GeoWorks found reprieve in the handheld PC and PDA market, releasing several embedded version of GEOS for devices such as the Tandy Zoomer as well as products from AST Research, Canon, and Sharp Electronics. In 1994, GeoWorks completed its initial public offering, offering 1.5 million shares of common stock and infusing the company with capital to keep it afloat. Shortly after its IPO, the company formed partnerships with Hewlett-Packard and Novell to provide products for their systems and vice versa.

GeoWorks licensed Ensemble to NewDeal in 1996, a company based in Somerville, Massachusetts, founded by ex-employees of GeoWorks (née Berkeley Softworks). Their incarnation of the product, named NewDeal Office, was offered for older PCs whose processors could not run the latest versions of Windows (then Windows 95, Windows 98, and Windows ME) fast enough.

GeoWorks effectively dissolved in 2003, selling off its United Kingdom operations to Teleca Ltd of Sweden that year and seeking bankruptcy protection in the United States around the same time.

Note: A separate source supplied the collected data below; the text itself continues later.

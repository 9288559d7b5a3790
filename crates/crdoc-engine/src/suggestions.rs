//! Fuzzy matching and context-aware suggestions for template errors
//!
//! Uses Levenshtein distance to point template authors at the filter,
//! function or model key they most likely meant.

use serde_json::Value as JsonValue;

/// Maximum Levenshtein distance to consider for suggestions
const MAX_SUGGESTION_DISTANCE: usize = 3;

/// All registered filters in the engine
pub const AVAILABLE_FILTERS: &[&str] = &[
    // Custom crdoc filters
    "toyaml",
    "tojson",
    "tojson_pretty",
    "quote",
    "squote",
    "nindent",
    "indent",
    "haskey",
    "keys",
    "trunc",
    "trimprefix",
    "trimsuffix",
    "snakecase",
    "kebabcase",
    "anchor",
    // Built-in MiniJinja filters
    "default",
    "upper",
    "lower",
    "title",
    "capitalize",
    "replace",
    "trim",
    "join",
    "first",
    "last",
    "length",
    "reverse",
    "sort",
    "unique",
    "map",
    "select",
    "reject",
    "selectattr",
    "rejectattr",
    "batch",
    "slice",
    "dictsort",
    "items",
    "attr",
    "int",
    "float",
    "abs",
    "round",
    "string",
    "list",
    "bool",
    "safe",
    "escape",
    "e",
    "urlencode",
];

/// All registered functions in the engine
pub const AVAILABLE_FUNCTIONS: &[&str] = &[
    // Custom crdoc functions
    "fail",
    "dict",
    "list",
    "coalesce",
    "ternary",
    // Built-in MiniJinja globals
    "range",
    "lipsum",
    "cycler",
    "joiner",
    "namespace",
];

/// Top-level context variables always available in templates
pub const CONTEXT_VARIABLES: &[&str] =
    &["group", "version", "api_version", "doc", "crs", "sub_objects"];

/// Suggestion result with confidence scoring
#[derive(Debug, Clone)]
pub struct Suggestion {
    /// The suggested correction
    pub text: String,
    /// Levenshtein distance (lower = better match)
    pub distance: usize,
    pub category: SuggestionCategory,
}

#[derive(Debug, Clone, Copy, PartialEq)]
pub enum SuggestionCategory {
    Variable,
    Filter,
    Function,
    Property,
}

/// Find closest matches from a list of candidates
pub fn find_closest_matches(
    input: &str,
    candidates: &[&str],
    max_results: usize,
    category: SuggestionCategory,
) -> Vec<Suggestion> {
    let mut suggestions: Vec<Suggestion> = candidates
        .iter()
        .filter_map(|&candidate| {
            let distance = strsim::levenshtein(input, candidate);
            (distance > 0 && distance <= MAX_SUGGESTION_DISTANCE).then(|| Suggestion {
                text: candidate.to_string(),
                distance,
                category,
            })
        })
        .collect();

    // Best matches first
    suggestions.sort_by_key(|s| s.distance);
    suggestions.truncate(max_results);
    suggestions
}

fn did_you_mean(matches: &[Suggestion], prefix: Option<&str>) -> Option<String> {
    if matches.is_empty() {
        return None;
    }
    let quoted: Vec<String> = matches
        .iter()
        .map(|m| match prefix {
            Some(prefix) => format!("`{}.{}`", prefix, m.text),
            None => format!("`{}`", m.text),
        })
        .collect();
    Some(format!("Did you mean {}?", quoted.join(" or ")))
}

/// Suggest corrections for an undefined variable or model path
///
/// `context` is the serialized template context; dotted paths are followed
/// through it to find the first missing key.
pub fn suggest_undefined_variable(expression: &str, context: Option<&JsonValue>) -> Option<String> {
    let mut parts = expression.split('.').map(str::trim);
    let root = parts.next().filter(|s| !s.is_empty())?;

    let Some(mut current) = context.and_then(|ctx| ctx.get(root)) else {
        let matches =
            find_closest_matches(root, CONTEXT_VARIABLES, 1, SuggestionCategory::Variable);
        return did_you_mean(&matches, None).or_else(|| {
            Some(format!(
                "Variable `{}` is not defined. Available: {}",
                root,
                CONTEXT_VARIABLES.join(", ")
            ))
        });
    };

    let mut valid = vec![root];
    for part in parts {
        match current.get(part) {
            Some(next) => {
                valid.push(part);
                current = next;
            }
            None => return suggest_available_properties(&valid.join("."), part, current),
        }
    }

    None
}

/// Suggest available properties when accessing an undefined key
pub fn suggest_available_properties(
    parent_path: &str,
    attempted_key: &str,
    parent: &JsonValue,
) -> Option<String> {
    let available: Vec<&str> = parent.as_object()?.keys().map(String::as_str).collect();

    let matches =
        find_closest_matches(attempted_key, &available, 3, SuggestionCategory::Property);

    match did_you_mean(&matches, Some(parent_path)) {
        Some(hint) => Some(format!("{} Available: {}", hint, available.join(", "))),
        None => Some(format!(
            "Key `{}` not found in `{}`. Available keys: {}",
            attempted_key,
            parent_path,
            available.join(", ")
        )),
    }
}

/// Suggest corrections for an unknown filter
pub fn suggest_unknown_filter(filter_name: &str) -> Option<String> {
    let matches = find_closest_matches(filter_name, AVAILABLE_FILTERS, 3, SuggestionCategory::Filter);

    did_you_mean(&matches, None).or_else(|| {
        Some(format!(
            "Unknown filter `{}`. Common filters: toyaml, indent, anchor, default, join",
            filter_name
        ))
    })
}

/// Suggest corrections for an unknown function
pub fn suggest_unknown_function(func_name: &str) -> Option<String> {
    let matches =
        find_closest_matches(func_name, AVAILABLE_FUNCTIONS, 3, SuggestionCategory::Function);

    did_you_mean(&matches, None).or_else(|| {
        Some(format!(
            "Unknown function `{}`. Available functions: {}",
            func_name,
            AVAILABLE_FUNCTIONS.join(", ")
        ))
    })
}

/// Generate a type-specific hint for iteration errors
pub fn suggest_iteration_fix(type_name: &str) -> String {
    match type_name {
        "object" | "map" => {
            "Objects require `| dictsort` to iterate: `{% for key, value in obj | dictsort %}`"
                .to_string()
        }
        "null" | "none" => {
            "Value is null/undefined. Check that it exists or use `| default([])` for empty list"
                .to_string()
        }
        _ => format!(
            "Value of type `{}` is not iterable. Use a list or add `| dictsort` for objects",
            type_name
        ),
    }
}

/// Extract a quoted name from an error message
pub fn extract_quoted_name(msg: &str) -> Option<String> {
    // Pattern: "unknown filter `foo`" or "variable 'foo' is undefined"
    let patterns = [("`", "`"), ("'", "'"), ("\"", "\"")];

    for (start, end) in patterns {
        if let Some(start_idx) = msg.find(start) {
            let rest = &msg[start_idx + start.len()..];
            if let Some(end_idx) = rest.find(end) {
                return Some(rest[..end_idx].to_string());
            }
        }
    }
    None
}

#[cfg(test)]
mod tests {
    use super::*;

    fn context() -> JsonValue {
        serde_json::json!({
            "group": {
                "group": "test.example.io",
                "version": "v1",
                "crs": [],
                "sub_objects": []
            },
            "version": "v1",
            "crs": []
        })
    }

    #[test]
    fn test_find_closest_matches() {
        let matches =
            find_closest_matches("toyml", AVAILABLE_FILTERS, 3, SuggestionCategory::Filter);
        assert!(!matches.is_empty());
        assert_eq!(matches[0].text, "toyaml");
        assert_eq!(matches[0].distance, 1);
    }

    #[test]
    fn test_suggest_undefined_root() {
        let suggestion = suggest_undefined_variable("grop", Some(&context())).unwrap();
        assert_eq!(suggestion, "Did you mean `group`?");

        let suggestion = suggest_undefined_variable("values", Some(&context())).unwrap();
        assert!(suggestion.contains("Available: group"));
    }

    #[test]
    fn test_suggest_undefined_property() {
        let suggestion = suggest_undefined_variable("group.crds", Some(&context())).unwrap();
        assert!(suggestion.starts_with("Did you mean `group.crs`?"));
        assert!(suggestion.contains("sub_objects"));
    }

    #[test]
    fn test_suggest_unknown_filter() {
        let suggestion = suggest_unknown_filter("anchr").unwrap();
        assert!(suggestion.contains("`anchor`"));
    }

    #[test]
    fn test_suggest_unknown_function() {
        let suggestion = suggest_unknown_function("ternery").unwrap();
        assert!(suggestion.contains("`ternary`"));
    }

    #[test]
    fn test_extract_quoted_name() {
        assert_eq!(
            extract_quoted_name("unknown filter `toyml`"),
            Some("toyml".to_string())
        );
        assert_eq!(
            extract_quoted_name("variable 'bar' is undefined"),
            Some("bar".to_string())
        );
    }
}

==Attempted acquisition by Microsoft, Apple, and Sun Microsystems==
At the beginning of the 1990s, Brian P. Dougherty was called by Microsoft's then-CEO Bill Gates to discuss incorporating features of PC/GEOS into Windows, such as the start menu which PC/GEOS had 2½ years before Windows did. Gates also wanted to move the development team to Seattle. However the team was not interested in moving and the lead VC advised against this.

He Bill Gates was actually very charming. Ballmer was the hammer. I met with Bill and several of the engineers on the Windows development team first, it turns out that several of those engineers were in another small Berkeley company with Nathan Myhrvold that Microsoft had acquired earlier. They were complimentary of what we had done and talked about joining forces to work on the next version of Windows. I should have listened to them, especially considering how MS stock appreciated from 1989 on.

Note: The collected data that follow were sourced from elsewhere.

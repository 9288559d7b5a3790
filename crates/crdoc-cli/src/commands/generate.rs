//! Generate command - render documentation for an API package

use console::style;
use crdoc_engine::Engine;
use std::fs;
use std::io::Write;
use std::path::Path;

use crate::error::{CliError, Result};

/// Flags of `crdoc generate`
pub struct GenerateOptions<'a> {
    pub dir: &'a Path,
    pub template: Option<&'a Path>,
    pub output: Option<&'a Path>,
    /// Fail on undefined template variables
    pub strict: bool,
    pub word_offset: usize,
}

pub fn run(opts: &GenerateOptions) -> Result<()> {
    let group = super::load_model(opts.dir, opts.word_offset)?;
    let engine = Engine::builder().strict(opts.strict).build();

    let rendered = match opts.template {
        Some(path) => {
            let source = fs::read_to_string(path).map_err(|e| CliError::io(path, e))?;
            engine.render(&group, &path.display().to_string(), &source)?
        }
        None => engine.render_default(&group)?,
    };

    match opts.output {
        Some(path) => {
            fs::write(path, format!("{rendered}\n")).map_err(|e| CliError::io(path, e))?;
            eprintln!(
                "{} Wrote {} ({} resources, {} types)",
                style("✓").green().bold(),
                path.display(),
                group.crs.len(),
                group.sub_objects.len()
            );
        }
        None => {
            let mut stdout = std::io::stdout().lock();
            writeln!(stdout, "{rendered}").map_err(|e| CliError::io(Path::new("<stdout>"), e))?;
        }
    }

    Ok(())
}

Ballmer was the bad cop, he came in and said, "Look if you don't sell or license to us, we really have to crush you, we can't afford to have a competing PC operating system". I don't think he was trying to be mean or intimidating; it was just matter of fact. As I look back on it, if I were in his or Gates shoes I would have had the same attitude. The PC OS standard was a winner-take-all sweepstakes with billions of dollars hanging in the balance, the world doesn't really want to have to write software for multiple OSes.

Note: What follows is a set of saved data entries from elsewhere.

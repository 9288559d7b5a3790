//! Go package loading
//!
//! A package is every `.go` file directly inside a directory, test files
//! excluded. Only exported declarations are kept, the way `go doc` shows
//! a package.

use std::fs;
use std::path::{Path, PathBuf};

use walkdir::WalkDir;

use crdoc_core::{FieldDecl, PackageDecl, TypeDecl};

use crate::ast::SourceFile;
use crate::error::{Result, SourceError};
use crate::parser;

/// Load the Go package in `dir`
pub fn load_package(dir: &Path) -> Result<PackageDecl> {
    if !dir.is_dir() {
        return Err(SourceError::DirectoryNotFound(dir.to_path_buf()));
    }

    let mut files = Vec::new();
    for path in go_files(dir)? {
        let content = fs::read_to_string(&path).map_err(|source| SourceError::Io {
            path: path.clone(),
            source,
        })?;
        let file = parser::parse(&content).map_err(|source| SourceError::Parse {
            path: path.clone(),
            source,
        })?;
        tracing::debug!(
            path = %path.display(),
            package = %file.package,
            types = file.types.len(),
            "parsed source file"
        );
        files.push((path, file));
    }

    assemble(dir, files)
}

/// Non-test `.go` files directly inside `dir`, sorted by name
fn go_files(dir: &Path) -> Result<Vec<PathBuf>> {
    let mut paths = Vec::new();

    for entry in WalkDir::new(dir)
        .min_depth(1)
        .max_depth(1)
        .sort_by_file_name()
    {
        let entry = entry.map_err(|source| SourceError::Walk {
            path: dir.to_path_buf(),
            source,
        })?;
        if !entry.file_type().is_file() {
            continue;
        }

        let name = entry.file_name().to_string_lossy();
        if name.ends_with(".go") && !name.ends_with("_test.go") {
            paths.push(entry.into_path());
        }
    }

    Ok(paths)
}

/// Merge parsed files into a single package
pub fn assemble(dir: &Path, files: Vec<(PathBuf, SourceFile)>) -> Result<PackageDecl> {
    let mut files = files.into_iter();
    let Some((_, first)) = files.next() else {
        return Err(SourceError::NoGoFiles(dir.to_path_buf()));
    };

    let mut package = PackageDecl {
        name: first.package.clone(),
        doc: String::new(),
        types: Vec::new(),
    };

    for file in std::iter::once(first).chain(files.map(|(_, file)| file)) {
        if file.package != package.name {
            return Err(SourceError::PackageMismatch {
                dir: dir.to_path_buf(),
                first: package.name,
                second: file.package,
            });
        }

        if !file.doc.is_empty() {
            if !package.doc.is_empty() {
                package.doc.push('\n');
            }
            package.doc.push_str(&file.doc);
        }

        package
            .types
            .extend(file.types.into_iter().filter_map(exported_type));
    }

    package.types.sort_by(|a, b| a.name.cmp(&b.name));
    Ok(package)
}

fn exported_type(mut decl: TypeDecl) -> Option<TypeDecl> {
    if !is_exported(&decl.name) {
        return None;
    }
    decl.fields.retain(is_exported_field);
    Some(decl)
}

fn is_exported_field(field: &FieldDecl) -> bool {
    match &field.ident {
        Some(ident) => is_exported(ident),
        None => field.expr.bare_name().is_some_and(is_exported),
    }
}

fn is_exported(name: &str) -> bool {
    name.chars().next().is_some_and(char::is_uppercase)
}

#[cfg(test)]
mod tests {
    use super::*;
    use crdoc_core::TypeExpr;
    use tempfile::TempDir;

    fn write(dir: &TempDir, name: &str, content: &str) {
        fs::write(dir.path().join(name), content).unwrap();
    }

    #[test]
    fn test_load_package() {
        let dir = TempDir::new().unwrap();
        write(
            &dir,
            "doc.go",
            "// Package v1 is an API.\n// +groupName=example.io\npackage v1\n",
        );
        write(
            &dir,
            "types.go",
            "package v1\n\ntype Zeta struct {\n\tName string `json:\"name\"`\n}\n\ntype Alpha struct {\n\tinner\n\tSize int `json:\"size\"`\n\tcount int\n}\n\ntype hidden struct{}\n",
        );
        write(
            &dir,
            "types_test.go",
            "package v1_test\n\nfunc TestNothing(t *testing.T) {}\n",
        );
        write(&dir, "README.md", "# not go\n");

        let pkg = load_package(dir.path()).unwrap();

        assert_eq!(pkg.name, "v1");
        assert_eq!(pkg.doc, "Package v1 is an API.\n+groupName=example.io\n");

        let names: Vec<&str> = pkg.types.iter().map(|t| t.name.as_str()).collect();
        assert_eq!(names, vec!["Alpha", "Zeta"]);

        let alpha = &pkg.types[0];
        assert_eq!(alpha.fields.len(), 1);
        assert_eq!(alpha.fields[0].ident.as_deref(), Some("Size"));
        assert_eq!(alpha.fields[0].expr, TypeExpr::Ident("int".to_string()));
    }

    #[test]
    fn test_load_package_merges_docs() {
        let dir = TempDir::new().unwrap();
        write(&dir, "a.go", "// First.\npackage v1\n");
        write(&dir, "b.go", "// Second.\npackage v1\n");

        let pkg = load_package(dir.path()).unwrap();
        assert_eq!(pkg.doc, "First.\n\nSecond.\n");
    }

    #[test]
    fn test_load_package_mismatch() {
        let dir = TempDir::new().unwrap();
        write(&dir, "a.go", "package v1\n");
        write(&dir, "b.go", "package v2\n");

        let err = load_package(dir.path()).unwrap_err();
        assert!(matches!(
            err,
            SourceError::PackageMismatch { ref first, ref second, .. } if first == "v1" && second == "v2"
        ));
    }

    #[test]
    fn test_load_package_no_files() {
        let dir = TempDir::new().unwrap();
        write(&dir, "only_test.go", "package v1\n");

        let err = load_package(dir.path()).unwrap_err();
        assert!(matches!(err, SourceError::NoGoFiles(_)));
    }

    #[test]
    fn test_load_package_missing_dir() {
        let err = load_package(Path::new("/nonexistent/crdoc/api")).unwrap_err();
        assert!(matches!(err, SourceError::DirectoryNotFound(_)));
    }

    #[test]
    fn test_load_package_parse_error() {
        let dir = TempDir::new().unwrap();
        write(&dir, "broken.go", "package v1\n\ntype A struct {\n");

        let err = load_package(dir.path()).unwrap_err();
        match err {
            SourceError::Parse { path, .. } => assert!(path.ends_with("broken.go")),
            other => panic!("unexpected error: {other}"),
        }
    }

    #[test]
    fn test_embedded_exported_field_kept() {
        let file = parser::parse(
            "package v1\n\ntype A struct {\n\tmetav1.TypeMeta `json:\",inline\"`\n\t*Base `json:\",inline\"`\n}\n",
        )
        .unwrap();
        let pkg = assemble(Path::new("."), vec![(PathBuf::from("a.go"), file)]).unwrap();
        assert_eq!(pkg.types[0].fields.len(), 2);
    }
}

A lot of people vanquished by Microsoft cry about their unfair business practices, I look at it differently; they were there first and fought tooth and nail to defend their business. I'd have done the same in their place.
— Brian P. Dougherty, 2006

At around the same time, GeoWorks got into extensive discussions with Apple about developing a low-cost notebook laptop which would run GEOS but with a modified Macintosh UI. The idea got to the point that it was presented to then Apple CEO John Sculley. The idea was scrapped in favour of producing Macintosh PowerBooks with MacOS. At one point the development team wrote a version of PC/GEOS that was able to run a user interface which was almost indistinguishable from the Mac UI – one could go into preferences and select either the "Mac UI" or "Motif UI" (which was the name for a Windows-like UI): after selecting a UI preference the system would then restart itself and the applications on the computer would show up in whatever style of UI you chose. Brian said that "You almost have to see this live to believe how cool it was."

Brian had also stated that the object-oriented user interface of PC/GEOS is to this day the most sophisticated GUI technology ever to be built in an operating system. GeoWorks Corporation accused the Java development team at Sun Microsystems of studying GeoWorks and stealing some of the concepts from the user interface.